Let’s be very clear that $14.99 is a win for authors and publishers when they can pull if off. No rational human being would sell his product/service for $9.99 if he can get more profits selling it for $14.99 without losing too much volume.

Before we look at the disadvantages of pricing ebooks at $14.99 let’s take a detour into Levels of Intelligence.

Different Levels of Intelligence

Look across the various cultures and you’ll find a lot of the same fundamental tenets – treat others the way you would like them to treat you, don’t kill others, don’t steal, help others, treat your parents and children well. It’s basically a very high level of intelligence – generations and generations of experience and wisdom resulted in people realizing that it’s much better to co-operate and prosper together than to just cut each other down.

However, sometimes the more tempting option is to take advantage of others – In fact, if you don’t factor in future consequences exploiting others can often seem an intelligent move.

In the author, publisher, reader relationship we see an interesting sequence of events –

  1. Publishers and Authors find out that they can sell ebooks and now instead of 50% or more they have to give distributors and stores just 30%. They also figure out they can cut down on other costs like ink and paper and returns.
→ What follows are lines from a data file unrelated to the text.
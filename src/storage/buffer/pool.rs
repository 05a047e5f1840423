//! Buffer pool manager for caching pages in memory.
//!
//! The buffer pool sits between the disk scheduler and higher-level
//! components, caching pages in a fixed array of frames. It guarantees at
//! most one in-memory copy of any page and coordinates pinning, eviction and
//! write-back.

use std::collections::HashMap;
use std::sync::Arc;

use parking_lot::Mutex;
use tokio::sync::oneshot;
use tracing::debug;

use super::error::BufferPoolError;
use super::frame::{Frame, FrameId, FrameMetadata};
use super::guard::{PageGuard, PageReadGuard, PageWriteGuard};
use super::replacer::{AccessType, LruKReplacer};
use crate::storage::io::Storage;
use crate::storage::page::{PageData, PageId};
use crate::storage::scheduler::{DiskRequest, DiskScheduler};

/// Configuration for the buffer pool.
#[derive(Debug, Clone)]
pub struct BufferPoolConfig {
    /// Number of frames in the buffer pool.
    ///
    /// This determines the maximum number of pages that can be cached in
    /// memory simultaneously. Common values:
    /// - 128 frames = 512KB (for testing)
    /// - 1024 frames = 4MB (small database)
    /// - 262144 frames = 1GB (production)
    pub pool_size: usize,

    /// The K in LRU-K: how many most-recent accesses the replacement policy
    /// considers per frame.
    pub replacer_k: usize,
}

impl Default for BufferPoolConfig {
    fn default() -> Self {
        Self {
            pool_size: 1024,
            replacer_k: 2,
        }
    }
}

/// The buffer pool manager.
///
/// # Architecture
///
/// ```text
/// +-------------------+
/// |  Hash Index, ...  |
/// +-------------------+
///          |
///          v
/// +-------------------+
/// |    BufferPool     |  <- page table, free list, LRU-K replacer
/// +-------------------+
///          |
///          v
/// +-------------------+
/// |   DiskScheduler   |
/// +-------------------+
/// ```
///
/// # Concurrency Model
///
/// One mutex guards all bookkeeping: the page table, the free list, the
/// replacer, and per-frame metadata (page id, pin count, dirty flag). It is
/// taken at entry to every public operation and never held across `.await`.
/// Each frame's page bytes sit behind their own reader/writer latch
/// (`tokio::sync::RwLock`), owned by page guards.
///
/// While an I/O is in flight the bookkeeping lock is released; the frame
/// being operated on is unreachable from the free list, the page table and
/// the replacer at that point, so no other task can repurpose it.
///
/// # Lock Order
///
/// The bookkeeping mutex may be taken while holding a frame latch (flush does
/// this to clear the dirty bit), but no path awaits a frame latch while
/// holding the mutex.
pub struct BufferPool<S: Storage> {
    /// The backing device, shared with the scheduler's worker.
    storage: Arc<S>,

    /// Request queue to the device.
    scheduler: DiskScheduler,

    /// Frame array; each frame's bytes have their own latch. The Vec itself
    /// is immutable after construction.
    frames: Vec<Frame>,

    /// All mutable bookkeeping.
    state: Mutex<PoolState>,

    config: BufferPoolConfig,
}

/// Bookkeeping protected by the pool mutex.
struct PoolState {
    /// Maps PageId -> FrameId for resident pages. Its domain is exactly the
    /// set of frames whose metadata holds a page id.
    page_table: HashMap<PageId, FrameId>,

    /// Per-frame metadata, indexed by FrameId.
    metadata: Vec<FrameMetadata>,

    /// Frames not holding any page; disjoint from the page table's range.
    free_list: Vec<FrameId>,

    /// Eviction policy over the frames.
    replacer: LruKReplacer,

    /// Monotone page id allocator. Freed identifiers are not reused.
    next_page_id: u32,
}

impl PoolState {
    /// Pins a resident frame and refreshes its standing with the replacer.
    fn pin_resident(&mut self, frame_id: FrameId, access_type: AccessType) {
        self.metadata[frame_id.as_usize()].pin_count += 1;
        self.replacer
            .record_access(frame_id, access_type)
            .expect("resident frame id within pool range");
        self.replacer.set_evictable(frame_id, false);
    }

    /// Registers a newly loaded page in a limbo frame and pins it.
    fn install_page(&mut self, frame_id: FrameId, page_id: PageId, access_type: AccessType) {
        self.page_table.insert(page_id, frame_id);
        let meta = &mut self.metadata[frame_id.as_usize()];
        meta.page_id = Some(page_id);
        meta.pin_count = 1;
        meta.is_dirty = false;
        self.replacer
            .record_access(frame_id, access_type)
            .expect("frame id within pool range");
        self.replacer.set_evictable(frame_id, false);
    }
}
Finally, and perhaps most importantly, they now get a lot of data on early winners, early losers, and sales trends and can use that to reduce the probability and cost of failure.  
  2. They then exercise a rather inferior sort of intelligence – We could keep selling books for the same price and get a lot more money for ourselves.  
  3. It’s inferior because it doesn’t account for a few critical things – readers know costs have gone down, competitors can offer cheaper books, higher prices hide inefficiencies in the system that Publishers need to get rid of to survive.
  4. Perhaps the biggest reason this sort of intelligence is just sophisticated, short-sighted stupidity is that readers feel mistreated and with valid cause. Consider the kindle forum thread from Susan – She’s a self-described ‘avid follower of Michael Connelly’ and now she’s advocating a boycott.
  5. A lot of this is invisible to Publishers because the lure of the $14.99 price and their distance from readers makes them oblivious to what’s really going on. They don’t even realize they’re whittling away their core customer base.
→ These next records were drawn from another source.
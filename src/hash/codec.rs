//! Key/value codecs, comparison and hashing for the hash index.
//!
//! Bucket pages store entries at fixed offsets, so every key and value type
//! carries a fixed-width little-endian encoding through [`FixedLen`].
//! Ordering inside a bucket comes from a pluggable [`Comparator`]; the hash
//! that routes a key through header and directory comes from a pluggable
//! [`KeyHasher`].

use std::cmp::Ordering;
use std::hash::{Hash, Hasher};

use bytes::{Buf, BufMut};

use crate::storage::PageId;

/// Fixed-width byte codec for keys and values stored in bucket pages.
pub trait FixedLen: Sized {
    /// Encoded width in bytes.
    const ENCODED_LEN: usize;

    /// Appends the encoding to the buffer.
    fn encode(&self, buf: &mut impl BufMut);

    /// Reads one value, advancing the buffer.
    fn decode(buf: &mut impl Buf) -> Self;
}

impl FixedLen for i32 {
    const ENCODED_LEN: usize = 4;

    fn encode(&self, buf: &mut impl BufMut) {
        buf.put_i32_le(*self);
    }

    fn decode(buf: &mut impl Buf) -> Self {
        buf.get_i32_le()
    }
}

impl FixedLen for u32 {
    const ENCODED_LEN: usize = 4;

    fn encode(&self, buf: &mut impl BufMut) {
        buf.put_u32_le(*self);
    }

    fn decode(buf: &mut impl Buf) -> Self {
        buf.get_u32_le()
    }
}

impl FixedLen for i64 {
    const ENCODED_LEN: usize = 8;

    fn encode(&self, buf: &mut impl BufMut) {
        buf.put_i64_le(*self);
    }

    fn decode(buf: &mut impl Buf) -> Self {
        buf.get_i64_le()
    }
}

impl FixedLen for u64 {
    const ENCODED_LEN: usize = 8;

    fn encode(&self, buf: &mut impl BufMut) {
        buf.put_u64_le(*self);
    }

    fn decode(buf: &mut impl Buf) -> Self {
        buf.get_u64_le()
    }
}

/// Location of a record: page plus slot within the page.
///
/// The canonical value type for secondary indexes.
#[derive(Debug, Clone, Copy, PartialEq, Eq, Hash)]
pub struct RecordId {
    /// Page containing the record.
    pub page_id: PageId,
    /// Slot within the page.
    pub slot: u32,
}

impl RecordId {
    /// Creates a new record identifier.
    pub fn new(page_id: PageId, slot: u32) -> Self {
        Self { page_id, slot }
    }
}

impl FixedLen for RecordId {
    const ENCODED_LEN: usize = 8;

    fn encode(&self, buf: &mut impl BufMut) {
        buf.put_u32_le(self.page_id.page_num());
        buf.put_u32_le(self.slot);
    }

    fn decode(buf: &mut impl Buf) -> Self {
        let page_id = PageId::new(buf.get_u32_le());
        let slot = buf.get_u32_le();
        Self { page_id, slot }
    }
}

/// Three-way key comparison used for bucket ordering and lookup.
pub trait Comparator<K>: Send + Sync {
    /// Compares two keys.
    fn compare(&self, a: &K, b: &K) -> Ordering;
}

/// Comparator delegating to the key's `Ord` instance.
#[derive(Debug, Default, Clone, Copy)]
pub struct OrdComparator;

impl<K: Ord> Comparator<K> for OrdComparator {
    fn compare(&self, a: &K, b: &K) -> Ordering {
        a.cmp(b)
    }
}

/// Produces the 32-bit hash that routes a key through the index.
pub trait KeyHasher<K>: Send + Sync {
    /// Hashes a key.
    fn hash_key(&self, key: &K) -> u32;
}

/// Default hasher built on the standard library's hashing machinery,
/// truncated to 32 bits.
#[derive(Debug, Default, Clone, Copy)]
pub struct DefaultKeyHasher;

impl<K: Hash> KeyHasher<K> for DefaultKeyHasher {
    fn hash_key(&self, key: &K) -> u32 {
        let mut hasher = std::collections::hash_map::DefaultHasher::new();
        key.hash(&mut hasher);
        hasher.finish() as u32
    }
}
The short-sighted pretend-intelligent Publishers and Authors are so happy with their semi-intelligent trickery – a larger share of the same book price – that they aren’t realizing that their sales volume is going down, competitors are rising, and their devoted readers are getting more and more upset.
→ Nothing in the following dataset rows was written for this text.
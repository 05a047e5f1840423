//! Integration tests for the buffer pool.
//!
//! These tests verify pool behavior against both MemoryStorage and
//! FileStorage backends, including eviction, write-back, idempotence and
//! concurrent access patterns.

use std::sync::Arc;

use burrow::storage::{
    BufferPool, BufferPoolConfig, BufferPoolError, FileStorage, MemoryStorage, PageId, Storage,
    PAGE_SIZE,
};
use tempfile::tempdir;

fn config(pool_size: usize) -> BufferPoolConfig {
    BufferPoolConfig {
        pool_size,
        replacer_k: 2,
    }
}

/// Write through a write guard, flush, evict, re-fetch: the contents match
/// byte for byte.
async fn test_round_trip_through_eviction<S: Storage + 'static>(storage: S) {
    let pool = BufferPool::new(storage, config(2));

    let pattern: Vec<u8> = (0..PAGE_SIZE).map(|i| (i % 251) as u8).collect();

    let guard = pool.new_page().await.unwrap();
    let page_id = guard.page_id();
    let mut write = guard.upgrade_write().await;
    write.copy_from_slice(&pattern);
    drop(write);

    pool.flush_page(page_id).await.unwrap();

    // Evict the page by cycling other pages through both frames.
    for _ in 0..3 {
        let filler = pool.new_page().await.unwrap();
        drop(filler);
    }

    let read = pool.fetch_page_read(page_id).await.unwrap();
    assert_eq!(&read[..], &pattern[..]);
}

#[tokio::test]
async fn test_round_trip_memory() {
    test_round_trip_through_eviction(MemoryStorage::new()).await;
}

#[tokio::test]
async fn test_round_trip_file() {
    let dir = tempdir().unwrap();
    let storage = FileStorage::open(dir.path().join("test.db")).await.unwrap();
    test_round_trip_through_eviction(storage).await;
}

/// Eviction under pressure: with three frames and only one unpinned page,
/// allocating a fourth page evicts exactly that one, and its dirty contents
/// survive the trip through disk.
async fn test_eviction_under_pressure<S: Storage + 'static>(storage: S) {
    let pool = BufferPool::new(storage, config(3));

    let g1 = pool.new_page().await.unwrap();
    let p1 = g1.page_id();
    let mut w1 = g1.upgrade_write().await;
    w1[0..4].copy_from_slice(b"p1!!");
    drop(w1); // unpinned and dirty

    let _g2 = pool.new_page().await.unwrap();
    let _g3 = pool.new_page().await.unwrap();

    // Must succeed by evicting p1 (the only unpinned page).
    let g4 = pool.new_page().await.unwrap();
    assert_eq!(pool.page_count(), 3);
    drop(g4);

    let read = pool.fetch_page_read(p1).await.unwrap();
    assert_eq!(&read[0..4], b"p1!!");
}

#[tokio::test]
async fn test_eviction_under_pressure_memory() {
    test_eviction_under_pressure(MemoryStorage::new()).await;
}

#[tokio::test]
async fn test_eviction_under_pressure_file() {
    let dir = tempdir().unwrap();
    let storage = FileStorage::open(dir.path().join("test.db")).await.unwrap();
    test_eviction_under_pressure(storage).await;
}

/// No victim: every frame pinned means allocation fails.
#[tokio::test]
async fn test_no_victim_failure() {
    let pool = BufferPool::new(MemoryStorage::new(), config(3));

    let _g1 = pool.new_page().await.unwrap();
    let _g2 = pool.new_page().await.unwrap();
    let _g3 = pool.new_page().await.unwrap();

    assert!(matches!(
        pool.new_page().await,
        Err(BufferPoolError::NoFreeFrames)
    ));
    assert!(matches!(
        pool.fetch_page_read(PageId::new(0)).await.map(|_| ()),
        Ok(())
    ));
}

/// Idempotence: double flush of a clean page is a no-op; delete of a
/// non-resident identifier succeeds without side effects.
#[tokio::test]
async fn test_idempotent_operations() {
    let pool = BufferPool::new(MemoryStorage::new(), config(4));

    let guard = pool.new_page().await.unwrap();
    let page_id = guard.page_id();
    let mut write = guard.upgrade_write().await;
    write[0] = 1;
    drop(write);

    assert!(pool.flush_page(page_id).await.unwrap());
    assert!(pool.flush_page(page_id).await.unwrap());
    assert!(pool.flush_page(page_id).await.unwrap());

    assert!(pool.delete_page(PageId::new(555)));
    assert!(pool.delete_page(PageId::new(555)));
    assert_eq!(pool.page_count(), 1);
}

/// flush_all persists every resident page; reopening the file sees the data.
#[tokio::test]
async fn test_flush_all_persists() {
    let dir = tempdir().unwrap();
    let path = dir.path().join("flush_all.db");

    let mut page_ids = Vec::new();
    {
        let storage = FileStorage::open(&path).await.unwrap();
        let pool = BufferPool::new(storage, config(8));

        for i in 0..5u8 {
            let guard = pool.new_page().await.unwrap();
            page_ids.push(guard.page_id());
            let mut write = guard.upgrade_write().await;
            write[0] = i;
            write[1] = i.wrapping_mul(3);
        }
        pool.shutdown().await.unwrap();
    }

    {
        let storage = FileStorage::open(&path).await.unwrap();
        let pool = BufferPool::new(storage, config(8));
        for (i, &page_id) in page_ids.iter().enumerate() {
            let read = pool.fetch_page_read(page_id).await.unwrap();
            assert_eq!(read[0], i as u8, "page {} byte 0 mismatch", i);
            assert_eq!(read[1], (i as u8).wrapping_mul(3), "page {} byte 1", i);
        }
    }
}

/// Many readers share one page concurrently.
#[tokio::test]
async fn test_concurrent_readers_same_page() {
    let pool = Arc::new(BufferPool::new(MemoryStorage::new(), config(8)));

    let guard = pool.new_page().await.unwrap();
    let page_id = guard.page_id();
    let mut write = guard.upgrade_write().await;
    write[0] = 42;
    drop(write);

    let mut handles = Vec::new();
    for _ in 0..8 {
        let pool = Arc::clone(&pool);
        handles.push(tokio::spawn(async move {
            for _ in 0..100 {
                let read = pool.fetch_page_read(page_id).await.unwrap();
                assert_eq!(read[0], 42);
            }
        }));
    }
    for handle in handles {
        handle.await.unwrap();
    }
}

/// Writers on distinct pages proceed independently while the page set is
/// larger than the pool, so pages constantly cycle through eviction. The
/// worker count stays below the frame count, keeping a victim available for
/// every fetch.
#[tokio::test(flavor = "multi_thread", worker_threads = 4)]
async fn test_concurrent_access_with_eviction() {
    const WORKERS: usize = 6;
    const PAGES_PER_WORKER: usize = 2;

    let pool = Arc::new(BufferPool::new(MemoryStorage::new(), config(8)));

    let mut page_ids = Vec::new();
    for i in 0..(WORKERS * PAGES_PER_WORKER) as u8 {
        let guard = pool.new_page().await.unwrap();
        page_ids.push(guard.page_id());
        let mut write = guard.upgrade_write().await;
        write[0] = i;
    }

    let mut handles = Vec::new();
    for worker in 0..WORKERS {
        let pool = Arc::clone(&pool);
        // Each worker owns two pages and alternates between them.
        let own: Vec<PageId> = (0..PAGES_PER_WORKER)
            .map(|j| page_ids[worker * PAGES_PER_WORKER + j])
            .collect();
        handles.push(tokio::spawn(async move {
            for round in 0..60u32 {
                let page_id = own[round as usize % PAGES_PER_WORKER];
                let marker = (worker * PAGES_PER_WORKER + round as usize % PAGES_PER_WORKER) as u8;

                let read = pool.fetch_page_read(page_id).await.unwrap();
                assert_eq!(read[0], marker);
                drop(read);

                if round % 5 == 0 {
                    let mut write = pool.fetch_page_write(page_id).await.unwrap();
                    let value = write[1].wrapping_add(1);
                    write[1] = value;
                }
            }
        }));
    }
    for handle in handles {
        handle.await.unwrap();
    }

    // Writes land on rounds 0,5,...,55; those alternate between the two
    // owned pages, six increments each.
    for &page_id in &page_ids {
        let read = pool.fetch_page_read(page_id).await.unwrap();
        assert_eq!(read[1], 6);
    }
}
Authors will probably complain about being clubbed together with Publishers – Well, they are taking a share of the money so they bear a share of the responsibility.

Authors can no longer pretend pricing is outside their control

We’re really beyond the point where authors can pretend they have no say – They’re getting 25% or more from Publishers (and passing on 70% from Amazon) so if the price of the book is too high they are as responsible as Publishers.

If authors really are too blind to realize they are angering their devoted fans and laying the foundation for their competitors to destroy them then they deserve what’s coming.

Which brings us to the net result of all this pretend-intelligence and short-sighted strategizing by Publishers.  

The Disadvantages of Outrageous eBook Pricing

Here’s what $14.99 prices do ($12.99 prices do this too – just to a lesser extent) –

  1. They punish your most loyal customers. People who love your work now have to pay a premium to read it early on.
  2. They alienate your customers – There’s nothing that breaks bonds as quickly as readers feeling you’re taking advantage of them.
  3. You lose out on word of mouth. Customers who don’t buy a $14.99 book are obvious losses. So are customers who begrudgingly pay $14.99 for a book – They will almost certainly recommend your book less and recommend it with less enthusiasm.
  4. Instead of talking about how good your book is some of your most devoted fans will start boycotts and complain and cause you to lose sales. It takes a particular brand of genius to get a ‘devoted follower’ to start a boycott thread. Someone like Susan was probably handing out 5 star reviews and gushing about Michael Connelly’s books to her friends – now she’s caused at least 1 person to decide not to buy any Michael Connelly books.
  5. They highlight the author’s ‘us vs them, let’s take advantage of them’ attitude. Susan mentions another Connelly book is $14.99 after a year – That’s really pushing it. Instead of co-operation you’re encouraging conflict.
  6. They give upcoming authors and smart competitors a relative advantage. The indie author with the $1 book and the author with the $9.99 book will get more customers.
  7. You get fat and lazy. Instead of optimizing and taking advantage of all the efficiencies ebooks provide Publishers are getting complacent. All $14.99 is going to do is guarantee they won’t be able to cope when the competition gets tougher.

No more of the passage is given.